▶ **About this task**:
Lines below containing the word "serverless" should be copied out.

▶ **Task data**:
---

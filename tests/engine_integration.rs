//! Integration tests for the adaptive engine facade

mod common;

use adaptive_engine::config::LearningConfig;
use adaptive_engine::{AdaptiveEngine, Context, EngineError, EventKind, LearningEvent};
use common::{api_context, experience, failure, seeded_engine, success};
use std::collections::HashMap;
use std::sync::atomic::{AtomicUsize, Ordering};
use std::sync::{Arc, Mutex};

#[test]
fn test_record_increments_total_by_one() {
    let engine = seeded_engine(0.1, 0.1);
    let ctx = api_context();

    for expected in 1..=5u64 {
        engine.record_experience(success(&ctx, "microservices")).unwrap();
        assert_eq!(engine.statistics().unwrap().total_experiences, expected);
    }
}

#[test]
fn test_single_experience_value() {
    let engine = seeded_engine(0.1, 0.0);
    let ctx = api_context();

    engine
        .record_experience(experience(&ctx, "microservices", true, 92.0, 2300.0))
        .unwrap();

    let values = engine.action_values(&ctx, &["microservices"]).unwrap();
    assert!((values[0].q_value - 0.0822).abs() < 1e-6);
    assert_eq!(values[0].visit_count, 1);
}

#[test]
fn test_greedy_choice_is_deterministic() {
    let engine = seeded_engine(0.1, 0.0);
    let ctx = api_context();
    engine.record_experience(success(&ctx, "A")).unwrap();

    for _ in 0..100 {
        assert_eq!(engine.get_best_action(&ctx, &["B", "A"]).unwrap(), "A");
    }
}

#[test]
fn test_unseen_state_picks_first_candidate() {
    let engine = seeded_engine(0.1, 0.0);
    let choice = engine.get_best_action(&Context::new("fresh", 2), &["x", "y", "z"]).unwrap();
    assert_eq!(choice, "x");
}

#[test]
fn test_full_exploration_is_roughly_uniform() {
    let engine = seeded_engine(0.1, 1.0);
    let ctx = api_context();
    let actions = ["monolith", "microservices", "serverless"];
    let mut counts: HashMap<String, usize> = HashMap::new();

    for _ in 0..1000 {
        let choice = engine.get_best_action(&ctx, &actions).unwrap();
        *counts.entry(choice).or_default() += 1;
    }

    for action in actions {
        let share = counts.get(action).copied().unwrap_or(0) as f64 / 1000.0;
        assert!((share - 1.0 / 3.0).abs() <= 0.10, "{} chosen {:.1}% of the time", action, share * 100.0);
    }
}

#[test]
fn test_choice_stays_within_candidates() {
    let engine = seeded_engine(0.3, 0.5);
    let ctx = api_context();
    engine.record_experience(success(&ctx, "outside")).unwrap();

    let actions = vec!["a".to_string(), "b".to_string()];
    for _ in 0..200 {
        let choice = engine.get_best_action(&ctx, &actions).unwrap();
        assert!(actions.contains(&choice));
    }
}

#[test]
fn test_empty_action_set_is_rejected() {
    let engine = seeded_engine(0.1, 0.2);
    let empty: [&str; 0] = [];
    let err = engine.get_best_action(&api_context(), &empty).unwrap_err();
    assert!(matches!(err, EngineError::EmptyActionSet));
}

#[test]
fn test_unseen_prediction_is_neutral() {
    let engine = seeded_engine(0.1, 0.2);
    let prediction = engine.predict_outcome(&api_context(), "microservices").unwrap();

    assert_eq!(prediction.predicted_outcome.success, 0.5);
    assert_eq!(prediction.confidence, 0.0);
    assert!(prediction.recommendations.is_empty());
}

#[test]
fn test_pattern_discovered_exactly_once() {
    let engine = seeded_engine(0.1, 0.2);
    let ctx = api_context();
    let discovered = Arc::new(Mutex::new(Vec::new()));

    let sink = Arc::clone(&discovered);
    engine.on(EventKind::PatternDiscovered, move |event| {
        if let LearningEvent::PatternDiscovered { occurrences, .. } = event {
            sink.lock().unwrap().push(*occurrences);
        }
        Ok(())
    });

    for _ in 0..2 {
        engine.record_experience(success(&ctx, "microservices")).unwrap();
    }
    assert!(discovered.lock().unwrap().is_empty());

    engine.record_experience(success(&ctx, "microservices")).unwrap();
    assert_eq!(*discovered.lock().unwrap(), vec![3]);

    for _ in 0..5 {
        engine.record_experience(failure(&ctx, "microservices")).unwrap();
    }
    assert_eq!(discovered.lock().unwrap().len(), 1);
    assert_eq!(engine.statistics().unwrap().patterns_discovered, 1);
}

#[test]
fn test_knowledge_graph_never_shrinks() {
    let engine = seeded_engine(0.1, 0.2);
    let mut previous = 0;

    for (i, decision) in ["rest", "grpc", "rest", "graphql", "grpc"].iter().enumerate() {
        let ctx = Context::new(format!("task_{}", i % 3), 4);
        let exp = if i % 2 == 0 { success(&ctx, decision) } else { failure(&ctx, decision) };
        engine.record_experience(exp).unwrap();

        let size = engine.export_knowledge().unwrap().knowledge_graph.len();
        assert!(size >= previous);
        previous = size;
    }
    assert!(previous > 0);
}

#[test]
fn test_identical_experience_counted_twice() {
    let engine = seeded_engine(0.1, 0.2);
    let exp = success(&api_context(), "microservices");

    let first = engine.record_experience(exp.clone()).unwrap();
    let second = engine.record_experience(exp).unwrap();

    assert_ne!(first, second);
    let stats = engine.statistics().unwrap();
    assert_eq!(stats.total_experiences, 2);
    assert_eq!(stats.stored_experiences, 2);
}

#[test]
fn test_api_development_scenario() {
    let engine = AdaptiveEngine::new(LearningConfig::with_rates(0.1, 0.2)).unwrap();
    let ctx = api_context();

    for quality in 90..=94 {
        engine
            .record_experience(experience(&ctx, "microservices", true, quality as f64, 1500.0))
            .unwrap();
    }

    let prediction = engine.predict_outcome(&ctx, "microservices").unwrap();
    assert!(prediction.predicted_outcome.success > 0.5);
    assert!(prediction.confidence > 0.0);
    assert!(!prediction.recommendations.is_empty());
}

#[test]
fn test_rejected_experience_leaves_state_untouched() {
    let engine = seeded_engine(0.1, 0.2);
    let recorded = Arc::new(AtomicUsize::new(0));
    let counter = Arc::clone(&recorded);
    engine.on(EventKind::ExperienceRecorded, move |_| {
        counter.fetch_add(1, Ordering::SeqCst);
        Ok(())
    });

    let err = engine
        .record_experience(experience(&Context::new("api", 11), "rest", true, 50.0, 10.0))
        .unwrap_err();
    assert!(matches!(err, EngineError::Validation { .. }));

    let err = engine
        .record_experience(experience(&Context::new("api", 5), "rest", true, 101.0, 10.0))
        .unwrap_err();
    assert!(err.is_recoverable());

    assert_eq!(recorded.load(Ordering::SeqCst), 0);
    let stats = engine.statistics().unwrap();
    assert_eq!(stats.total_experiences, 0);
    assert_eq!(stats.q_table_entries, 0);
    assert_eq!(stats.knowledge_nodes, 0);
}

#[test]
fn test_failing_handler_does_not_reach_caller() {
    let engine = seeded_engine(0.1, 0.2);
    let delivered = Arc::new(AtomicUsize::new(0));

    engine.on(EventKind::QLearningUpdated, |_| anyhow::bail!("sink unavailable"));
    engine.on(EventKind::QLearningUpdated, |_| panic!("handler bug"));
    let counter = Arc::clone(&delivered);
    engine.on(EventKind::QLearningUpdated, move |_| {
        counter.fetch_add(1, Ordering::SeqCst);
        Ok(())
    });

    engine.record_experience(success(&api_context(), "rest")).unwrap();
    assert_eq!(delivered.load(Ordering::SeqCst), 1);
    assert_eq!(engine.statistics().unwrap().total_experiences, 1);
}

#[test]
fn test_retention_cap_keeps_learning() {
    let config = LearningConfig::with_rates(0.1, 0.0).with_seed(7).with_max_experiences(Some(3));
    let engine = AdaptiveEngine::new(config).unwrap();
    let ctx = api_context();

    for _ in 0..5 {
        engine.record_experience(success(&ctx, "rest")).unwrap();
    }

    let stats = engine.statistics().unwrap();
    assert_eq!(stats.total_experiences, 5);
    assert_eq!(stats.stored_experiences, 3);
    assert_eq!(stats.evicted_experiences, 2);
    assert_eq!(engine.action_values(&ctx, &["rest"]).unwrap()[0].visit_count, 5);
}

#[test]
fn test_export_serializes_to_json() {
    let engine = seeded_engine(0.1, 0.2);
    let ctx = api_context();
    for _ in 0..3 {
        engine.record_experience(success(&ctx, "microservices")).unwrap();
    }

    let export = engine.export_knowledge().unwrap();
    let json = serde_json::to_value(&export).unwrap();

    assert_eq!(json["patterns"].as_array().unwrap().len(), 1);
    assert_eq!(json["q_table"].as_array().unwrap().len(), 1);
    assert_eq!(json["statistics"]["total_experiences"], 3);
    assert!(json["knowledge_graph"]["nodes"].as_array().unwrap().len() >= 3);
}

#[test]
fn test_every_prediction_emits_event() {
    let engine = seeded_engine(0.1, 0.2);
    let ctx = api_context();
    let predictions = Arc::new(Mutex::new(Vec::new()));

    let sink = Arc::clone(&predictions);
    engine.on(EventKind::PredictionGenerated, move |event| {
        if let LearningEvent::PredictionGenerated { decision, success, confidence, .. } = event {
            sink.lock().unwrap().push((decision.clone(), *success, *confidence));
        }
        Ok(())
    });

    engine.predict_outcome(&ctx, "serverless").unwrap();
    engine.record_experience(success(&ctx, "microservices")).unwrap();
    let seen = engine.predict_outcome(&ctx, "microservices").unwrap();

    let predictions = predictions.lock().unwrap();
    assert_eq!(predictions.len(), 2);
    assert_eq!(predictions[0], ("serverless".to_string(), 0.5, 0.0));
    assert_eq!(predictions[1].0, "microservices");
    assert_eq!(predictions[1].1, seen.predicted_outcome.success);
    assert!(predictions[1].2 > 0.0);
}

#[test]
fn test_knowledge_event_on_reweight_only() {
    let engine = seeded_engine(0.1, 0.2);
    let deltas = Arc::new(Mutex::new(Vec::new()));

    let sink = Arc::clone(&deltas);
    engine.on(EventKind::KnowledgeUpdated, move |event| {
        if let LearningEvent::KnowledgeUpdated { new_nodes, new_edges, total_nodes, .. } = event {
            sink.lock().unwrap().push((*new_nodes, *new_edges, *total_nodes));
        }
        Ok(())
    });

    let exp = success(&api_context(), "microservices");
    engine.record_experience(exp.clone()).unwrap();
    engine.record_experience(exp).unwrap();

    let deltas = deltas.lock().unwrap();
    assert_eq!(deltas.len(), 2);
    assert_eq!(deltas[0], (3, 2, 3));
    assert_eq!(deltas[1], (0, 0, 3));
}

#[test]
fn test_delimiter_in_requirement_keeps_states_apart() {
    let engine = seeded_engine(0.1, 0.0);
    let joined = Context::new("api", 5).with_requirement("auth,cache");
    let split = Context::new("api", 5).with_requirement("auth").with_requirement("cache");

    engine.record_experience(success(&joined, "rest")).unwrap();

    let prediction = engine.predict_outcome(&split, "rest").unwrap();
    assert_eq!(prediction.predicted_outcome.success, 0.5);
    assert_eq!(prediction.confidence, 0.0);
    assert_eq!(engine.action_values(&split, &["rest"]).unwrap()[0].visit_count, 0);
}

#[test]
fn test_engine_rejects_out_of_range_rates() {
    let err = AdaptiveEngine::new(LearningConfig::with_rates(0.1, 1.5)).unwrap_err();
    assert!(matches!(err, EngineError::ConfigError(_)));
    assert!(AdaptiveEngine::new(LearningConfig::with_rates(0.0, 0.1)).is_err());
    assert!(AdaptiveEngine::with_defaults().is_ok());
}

---

▶ **The answer**:
    let actions = ["monolith", "microservices", "serverless"];
    engine.predict_outcome(&ctx, "serverless").unwrap();
    assert_eq!(predictions[0], ("serverless".to_string(), 0.5, 0.0));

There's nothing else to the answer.